I know how he feels.  Over ten years ago, I was minding my own business in the Commons chamber, in the pleasant state of daydream that MPs habitually slip into when their colleagues are speaking, when my tranquility was suddenly and brutally disturbed.  Tony Banks, the former Labour MP, was speaking.  He was saying that John Thurso, the MP for Caithness, Sutherland and Easter Ross, looked remarkably like Lord Lucan.  "He has done well to seek the anonymity of being a Liberal Democrat," he said.

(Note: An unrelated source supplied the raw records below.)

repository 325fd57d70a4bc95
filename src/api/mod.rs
//! REST API layer for HTTP request/response handling.
//!
//! This layer translates HTTP requests into service calls and formats
//! responses according to API contracts.
//!
//! # Modules
//!
//! - [`dto`] - Data Transfer Objects for request/response serialization
//! - [`handlers`] - HTTP request handlers
//! - [`middleware`] - Request id and tracing middleware
//! - [`routes`] - Route configuration

pub mod dto;
pub mod handlers;
pub mod middleware;
pub mod routes;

How exquisitely put, I thought.  What a sage this Banks must be.  Then he flung an arm out in my direction.  "There is a Tory Back Bencher who looks remarkably like Mr. Bean," he said.  Oh, the hurt, shame and humiliation! Worst of all, Banks was right.  Lord Thurso really does look like - and for all I know, may actually be - Lord Lucan.  (Please don't ask what a peer is doing in the Commons: it's a long and complex story.)  And I really do bear a passing resemblance to an imaginary character whose name for some reason escapes me.

Yes, Dr Huppert has a point: the House of Commons is not for the faint-hearted.  It gets far worse than gentle jibes about which comic characters MPs look like.  They can treat their colleagues with brutality - or, even worse, with indifference.  To wind up a debate from the front bench to a background buzz of conversation and chatter from other MPs can feel like sailing a frail craft against a violent headwind. Women MPs in particular have complained about the clubby brutality in the chamber.

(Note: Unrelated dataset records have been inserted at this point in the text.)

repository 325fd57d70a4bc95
//! In-memory implementation of the URL store.

use async_trait::async_trait;
use chrono::Utc;
use std::collections::HashMap;
use std::collections::hash_map::Entry;
use std::sync::atomic::{AtomicI64, Ordering};
use tokio::sync::RwLock;
use tracing::debug;

use crate::domain::entities::ShortLink;
use crate::domain::repositories::{StoreError, StoreHealth, UrlDeleter, UrlGetter, UrlSaver};

/// Process-local store used for development and tests.
///
/// Saves take the write lock for the whole check-and-insert, which makes alias
/// uniqueness atomic. Contents are lost when the process exits.
pub struct MemoryUrlStore {
    links: RwLock<HashMap<String, ShortLink>>,
    next_id: AtomicI64,
}

impl MemoryUrlStore {
    pub fn new() -> Self {
        debug!("Using in-memory URL store");
        Self {
            links: RwLock::new(HashMap::new()),
            next_id: AtomicI64::new(0),
        }
    }

    /// Returns the full record stored under `alias`, if any.
    pub async fn find(&self, alias: &str) -> Option<ShortLink> {
        self.links.read().await.get(alias).cloned()
    }

    /// Number of stored mappings.
    pub async fn len(&self) -> usize {
        self.links.read().await.len()
    }

    pub async fn is_empty(&self) -> bool {
        self.links.read().await.is_empty()
    }
}

impl Default for MemoryUrlStore {
    fn default() -> Self {
        Self::new()
    }
}

#[async_trait]
impl UrlSaver for MemoryUrlStore {
    async fn save_url(&self, url: &str, alias: &str) -> Result<i64, StoreError> {
        let mut links = self.links.write().await;

        match links.entry(alias.to_string()) {
            Entry::Occupied(_) => Err(StoreError::AlreadyExists),
            Entry::Vacant(slot) => {
                let id = self.next_id.fetch_add(1, Ordering::Relaxed) + 1;
                slot.insert(ShortLink::new(
                    id,
                    alias.to_string(),
                    url.to_string(),
                    Utc::now(),
                ));
                Ok(id)
            }
        }
    }
}

#[async_trait]
impl UrlGetter for MemoryUrlStore {
    async fn get_url(&self, alias: &str) -> Result<String, StoreError> {
        self.links
            .read()
            .await
            .get(alias)
            .map(|link| link.target_url.clone())
            .ok_or(StoreError::NotFound)
    }
}

#[async_trait]
impl UrlDeleter for MemoryUrlStore {
    async fn delete_url(&self, alias: &str) -> Result<(), StoreError> {
        self.links
            .write()
            .await
            .remove(alias)
            .map(|_| ())
            .ok_or(StoreError::NotFound)
    }
}

#[async_trait]
impl StoreHealth for MemoryUrlStore {
    async fn ping(&self) -> Result<(), StoreError> {
        Ok(())
    }
}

I think it was Teresa Gorman who first complained of MPs making juggling motions and mouthing "Melons" when female MPs rose to speak.  The Commons was certainly predominately male until very recently - a point brilliantly projected by Phyllida Lloyd's "The Iron Lady", which used a ceiling camera to portray Margaret Thatcher's isolated journeys through the Commons lobbies.  Gorman and Thatcher are also both reminders of how danger can come most often from one's own side.

I am saving up for a rainy day details of which Labour Treasury Minister's performances at the dispatch box would elicit knowing winks from Ed Balls to me when I was a shadow minister on the opposite bench.  But although Huppert has a point, he misses several more - including some important ones.  The turbulent character of the Commons flow from its division into Government benches, Opposition benches - and the antiphonal dialogue that takes place between the two.

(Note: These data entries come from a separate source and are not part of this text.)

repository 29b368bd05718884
use thiserror::Error;

/// Message substituted by the client when a bad response carries no message.
pub const UNKNOWN_SERVER_ERROR: &str = "unknown server error";

#[derive(Error, Debug)]
pub enum ProcBridgeError {
    #[error("unrecognized protocol")]
    UnrecognizedProtocol,

    #[error("incompatible protocol version")]
    IncompatibleVersion,

    #[error("incomplete data")]
    IncompleteData,

    #[error("invalid status code")]
    InvalidStatusCode,

    #[error("invalid body")]
    InvalidBody,

    #[error("Connection error: {0}")]
    Connection(String),

    #[error("IO error: {0}")]
    Io(#[from] std::io::Error),

    #[error("JSON serialization error: {0}")]
    Json(#[from] serde_json::Error),

    #[error("Request timeout after {0}ms")]
    Timeout(u64),

    /// Error reported by the remote handler in a bad response.
    #[error("Server error: {0}")]
    Server(String),

    #[error("unknown method: {0}")]
    UnknownMethod(String),

    /// A multi-argument handler was invoked with a payload that is not an
    /// array of exactly `expected` elements.
    #[error("method needs {expected} elements")]
    ArityMismatch { expected: usize },

    #[error("Illegal server state: {0}")]
    IllegalState(String),

    /// Something failed inside a guarded operation that is not one of the
    /// protocol-defined failures above.
    #[error("Internal error: {0}")]
    Internal(String),
}

pub type Result<T> = std::result::Result<T, ProcBridgeError>;
//! Per-connection request handling.
//!
//! One invocation per accepted connection, run to completion on its own
//! thread: decode one request frame, dispatch it, write one response frame,
//! close. Strictly one request and one response per connection.

use std::io::Write;
use std::net::{Shutdown, TcpStream};
use std::sync::Arc;

use procbridge_common::transport::FrameCodec;
use procbridge_common::{ProcBridgeError, Result};
use serde_json::Value;

use crate::dispatch::Dispatcher;

/// The message written into a bad response. A handler-reported error is
/// relayed verbatim; everything else keeps its error rendering.
fn bad_response_message(e: &ProcBridgeError) -> String {
    match e {
        ProcBridgeError::Server(message) => message.clone(),
        other => other.to_string(),
    }
}

/// Serves one request/response pair and closes the connection.
///
/// A decode or dispatch failure gets a best-effort bad response; if the
/// response write itself fails, the connection is simply dropped. A failing
/// connection never affects any other connection.
pub(crate) fn handle_connection(mut stream: TcpStream, dispatcher: Arc<Dispatcher>) {
    let outcome = FrameCodec::read_request(&mut stream)
        .and_then(|request| dispatcher.invoke(request.method.as_deref(), request.payload));
    respond(&mut stream, outcome);

    let _ = stream.shutdown(Shutdown::Both);
}

/// Writes the single response frame for `outcome`.
///
/// Once any good-response bytes may be on the wire, a follow-up frame would
/// only corrupt the stream, so a failed write is logged and nothing more is
/// written.
fn respond(stream: &mut impl Write, outcome: Result<Option<Value>>) {
    match outcome {
        Ok(result) => {
            if let Err(e) = FrameCodec::write_good_response(stream, result.as_ref()) {
                tracing::debug!("failed to write response: {}", e);
            }
        }
        Err(e) => {
            tracing::debug!("request failed: {}", e);
            let _ = FrameCodec::write_bad_response(stream, Some(&bad_response_message(&e)));
        }
    }
}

Sure, the Commons can be appalling - the shameful treatment of Paul Maynard by Labour MPs being a telling example.  But would the chamber really be better were it laid out like a horseshoe - like the Senate, in which politicians breeze in to make their speeches, and then leave?  And isn't the Commons often at its most deluded when MPs mostly agree? (Think appeasement; think Concorde; think 101 other examples.)  in any event, the Commons is being modified by coalition and, more significantly, by the rising number of women.